PROMPT: Exactly the lines from the start of the data through the line containing "pub fn from_name(name: &str)" should be output, with both ends kept and nothing added.

TASK INPUTS:
*** Begin section ***

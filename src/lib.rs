// Copyright 2021 Adam Greig
// Licensed under the MIT license.

#![allow(clippy::upper_case_acronyms)]

//! # svf2vme
//!
//! Compile SVF files into VME bytecode, or execute them directly on a JTAG TAP.
//!
//! SVF text is interpreted by a [`Session`] into typed [`Command`] values,
//! which are handed to a [`Backend`]:
//!
//! * [`VmeWriter`] serialises commands as a VME byte stream, compressing scan
//!   data and cascading long scans into bounded rows.
//! * [`HardwareBackend`] drives a [`TapDriver`] and verifies scanned-out data
//!   against the expected TDO under its mask.
//!
//! [`compile`] and [`program`] run the whole pipeline for a single device,
//! and [`compile_chain`] combines the files for several devices of one chain.

use std::time::Duration;

use num_enum::IntoPrimitive;

pub mod bits;
pub mod compress;
pub mod config;
mod display;
mod error;
pub mod hardware;
mod interpreter;
pub mod scandata;
pub mod tokenizer;
pub mod vme;

pub use config::{Config, Device, Fill, RowSize, TckLimit, Vendor};
pub use error::{Error, ErrorKind, Result};
pub use hardware::{HardwareBackend, TapDriver};
pub use interpreter::{ir_length, max_scan_length, Session};
pub use scandata::Segment;
pub use vme::VmeWriter;

/// Stable TAP states which may be named in SVF files.
///
/// The discriminant is the code written to VME files.
#[derive(Copy, Clone, Debug, PartialEq, Eq, IntoPrimitive)]
#[repr(u8)]
pub enum State {
    /// Test-Logic-Reset
    RESET = 0x00,

    /// Run-Test/Idle
    IDLE = 0x01,

    /// Pause-IR
    IRPAUSE = 0x02,

    /// Pause-DR
    DRPAUSE = 0x03,

    /// Capture-DR
    DRCAPTURE = 0x06,
}

impl State {
    /// Look up a stable state by its SVF name, ignoring case.
    pub fn from_name(name: &str) -> Option<State> {
        match name.to_ascii_uppercase().as_str() {
            "RESET"     => Some(State::RESET),
            "IDLE"      => Some(State::IDLE),
            "IRPAUSE"   => Some(State::IRPAUSE),
            "DRPAUSE"   => Some(State::DRPAUSE),
            "DRCAPTURE" => Some(State::DRCAPTURE),
            _           => None,
        }
    }

    pub fn is_pause(&self) -> bool {
        matches!(self, State::IRPAUSE | State::DRPAUSE)
    }
}

/// Register targeted by a scan.
#[derive(Copy, Clone, Debug, PartialEq, Eq)]
pub enum ScanKind {
    /// SIR
    Instruction,
    /// SDR
    Data,
}

/// Fixed patterns shifted around every scan.
#[derive(Copy, Clone, Debug, PartialEq, Eq)]
pub enum TrailerKind {
    /// Header for instruction scans.
    HIR,
    /// Trailer for instruction scans.
    TIR,
    /// Header for data scans.
    HDR,
    /// Trailer for data scans.
    TDR,
}

/// Bit length and data vectors of one scan.
///
/// Vectors hold `length` bits packed as VME rows, see [`scandata::parse_vector`].
#[derive(Clone, Debug, Default, PartialEq)]
pub struct ScanNode {
    /// Number of bits to be scanned.
    pub length: usize,

    /// Value to be scanned into the target.
    pub tdi: Option<Vec<u8>>,

    /// Value expected to be scanned out of the target.
    /// If not specified, no comparison is performed.
    pub tdo: Option<Vec<u8>>,

    /// Mask used when comparing TDO, 1 indicates care.
    /// If not specified every bit is compared.
    pub mask: Option<Vec<u8>>,

    pub crc: Option<Vec<u8>>,
    pub cmask: Option<Vec<u8>>,
    pub read: Option<Vec<u8>>,
    pub rmask: Option<Vec<u8>>,
    pub dmask: Option<Vec<u8>>,
}

/// An instruction or data scan, split into row-sized segments.
#[derive(Clone, Debug, PartialEq)]
pub struct Scan {
    pub kind: ScanKind,
    pub node: ScanNode,

    /// Set when the expected TDO equals the TDI of the previous data scan,
    /// allowing the VME player to compare while shifting the next TDI.
    pub xtdo: bool,

    /// Segments covering `node.length`; more than one when cascaded.
    pub segments: Vec<Segment>,
}

impl Scan {
    pub fn is_cascaded(&self) -> bool {
        self.segments.len() > 1
    }
}

/// A delay, as encoded in a VME WAIT operand.
#[derive(Copy, Clone, Debug, PartialEq, Eq)]
pub enum Wait {
    /// Up to 0x7FFF microseconds.
    Micros(u16),
    /// Up to 0x7FFF milliseconds.
    Millis(u16),
}

impl Wait {
    /// The 16 bit WAIT operand, with the top bit flagging milliseconds.
    pub fn word(&self) -> u16 {
        match self {
            Wait::Micros(us) => *us & 0x7FFF,
            Wait::Millis(ms) => (*ms & 0x7FFF) | 0x8000,
        }
    }

    pub fn duration(&self) -> Duration {
        match self {
            Wait::Micros(us) => Duration::from_micros(*us as u64),
            Wait::Millis(ms) => Duration::from_millis(*ms as u64),
        }
    }
}

/// One element of a RUNTEST command, in the order it appeared.
#[derive(Copy, Clone, Debug, PartialEq, Eq)]
pub enum RunTestStep {
    /// Move to a stable state.
    State(State),
    /// Toggle TCK this many times.
    Tck(u16),
    /// Wait for a time.
    Wait(Wait),
}

/// Interpreted SVF command, ready for a [`Backend`].
#[derive(Clone, Debug, PartialEq)]
pub enum Command {
    /// Free-form header placed at the start of the output.
    Header(String),

    /// Longest scan, in bits, that the output will contain.
    Memory(usize),

    /// Vendor of the device whose commands follow.
    Vendor(Vendor),

    /// Comment carried over from the SVF file.
    Comment(String),

    /// Move to a stable state.
    State(State),

    /// State for the bus after an instruction scan.
    EndIR(State),

    /// State for the bus after a data scan.
    EndDR(State),

    /// Instruction or data scan.
    Scan(Scan),

    /// Set a header or trailer pattern.
    Trailer(TrailerKind, ScanNode),

    /// Clock and delay sequence.
    RunTest(Vec<RunTestStep>),

    /// Maximum TCK frequency in Hz.
    Frequency(u32),

    /// Start of a block repeated up to this many times until its scans verify.
    LoopBegin(usize),

    /// End of a repeated block.
    LoopEnd,

    /// LVDS pairs, by boundary scan cell index.
    Lvds(Vec<(usize, usize)>),

    /// Level of the TRST pin, true for high.
    Trst(bool),

    /// Level of the ispEN pin, true for high.
    IspEn(bool),

    /// Verify the device USERCODE.
    VerifyUsercode,
}

/// Result of running commands through a [`Backend`].
#[derive(Copy, Clone, Debug, Default, PartialEq, Eq)]
pub struct Summary {
    /// Number of scans processed.
    pub scans: usize,
    /// Number of scans whose output was checked against an expected TDO.
    pub verified: usize,
    /// Number of checked scans which did not match.
    pub failures: usize,
}

impl Summary {
    pub fn passed(&self) -> bool {
        self.failures == 0
    }

    /// Turn a summary with verification failures into an error.
    pub fn check(self) -> Result<Summary> {
        if self.passed() {
            Ok(self)
        } else {
            Err(Error::Verification { failures: self.failures })
        }
    }
}

/// Consumer of interpreted commands.
pub trait Backend {
    /// Process a single command.
    fn execute(&mut self, command: &Command) -> Result<()>;

    /// Called once after all devices have been processed.
    fn finish(&mut self) -> Result<Summary>;
}

/// Compile the SVF file `svf` for `device` into a CRC-stamped VME file.
pub fn compile(svf: &str, config: &Config, device: &Device) -> Result<Vec<u8>> {
    let mut writer = VmeWriter::new(Vec::new(), config.compress)?;
    let mut session = Session::new(config.clone());
    session.begin(&mut writer, max_scan_length(svf, config.row_size)?)?;
    session.run(device, svf.as_bytes(), &mut writer)?;
    writer.finish()?;
    Ok(vme::stamp_crc(&writer.into_inner()))
}

/// Compile one SVF file per device of a JTAG chain into a single VME file.
///
/// Devices are listed in the order used by [`Fill::for_position`]. When the
/// chain holds more than one device, any device without an explicit fill is
/// given one which bypasses the others, using the length of the first SIR in
/// each file as that device's instruction register length.
pub fn compile_chain(config: &Config, devices: &[(Device, &str)]) -> Result<Vec<u8>> {
    let mut ir_lengths = Vec::with_capacity(devices.len());
    let mut max_scan = 0;
    for (idx, (_, svf)) in devices.iter().enumerate() {
        let ir = ir_length(svf)?.unwrap_or_else(|| {
            log::warn!("No SIR found for device {}, assuming an empty instruction register", idx);
            0
        });
        ir_lengths.push(ir);
        max_scan = max_scan.max(max_scan_length(svf, config.row_size)?);
    }

    let mut writer = VmeWriter::new(Vec::new(), config.compress)?;
    let mut session = Session::new(config.clone());
    session.begin(&mut writer, max_scan)?;
    for (idx, (device, svf)) in devices.iter().enumerate() {
        let mut device = device.clone();
        if devices.len() > 1 && device.fill.is_none() {
            device.fill = Some(Fill::for_position(&ir_lengths, idx));
        }
        log::info!("Compiling device {} of {}", idx + 1, devices.len());
        session.run(&device, svf.as_bytes(), &mut writer)?;
    }
    writer.finish()?;
    Ok(vme::stamp_crc(&writer.into_inner()))
}

/// Execute the SVF file `svf` for `device` using `driver`.
///
/// Verification failures do not stop execution; they are reported in the
/// returned [`Summary`].
pub fn program<D: TapDriver>(svf: &str, config: &Config, device: &Device, driver: D)
    -> Result<Summary>
{
    let mut backend = HardwareBackend::new(driver, config.row_size);
    let mut session = Session::new(config.clone());
    session.begin(&mut backend, max_scan_length(svf, config.row_size)?)?;
    session.run(device, svf.as_bytes(), &mut backend)?;
    backend.finish()
}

*** End section ***

EXERCISE OUTPUT:
filename src/lib.rs
// Copyright 2021 Adam Greig
// Licensed under the MIT license.

#![allow(clippy::upper_case_acronyms)]

//! # svf2vme
//!
//! Compile SVF files into VME bytecode, or execute them directly on a JTAG TAP.
//!
//! SVF text is interpreted by a [`Session`] into typed [`Command`] values,
//! which are handed to a [`Backend`]:
//!
//! * [`VmeWriter`] serialises commands as a VME byte stream, compressing scan
//!   data and cascading long scans into bounded rows.
//! * [`HardwareBackend`] drives a [`TapDriver`] and verifies scanned-out data
//!   against the expected TDO under its mask.
//!
//! [`compile`] and [`program`] run the whole pipeline for a single device,
//! and [`compile_chain`] combines the files for several devices of one chain.

use std::time::Duration;

use num_enum::IntoPrimitive;

pub mod bits;
pub mod compress;
pub mod config;
mod display;
mod error;
pub mod hardware;
mod interpreter;
pub mod scandata;
pub mod tokenizer;
pub mod vme;

pub use config::{Config, Device, Fill, RowSize, TckLimit, Vendor};
pub use error::{Error, ErrorKind, Result};
pub use hardware::{HardwareBackend, TapDriver};
pub use interpreter::{ir_length, max_scan_length, Session};
pub use scandata::Segment;
pub use vme::VmeWriter;

/// Stable TAP states which may be named in SVF files.
///
/// The discriminant is the code written to VME files.
#[derive(Copy, Clone, Debug, PartialEq, Eq, IntoPrimitive)]
#[repr(u8)]
pub enum State {
    /// Test-Logic-Reset
    RESET = 0x00,

    /// Run-Test/Idle
    IDLE = 0x01,

    /// Pause-IR
    IRPAUSE = 0x02,

    /// Pause-DR
    DRPAUSE = 0x03,

    /// Capture-DR
    DRCAPTURE = 0x06,
}

impl State {
    /// Look up a stable state by its SVF name, ignoring case.
    pub fn from_name(name: &str) -> Option<State> {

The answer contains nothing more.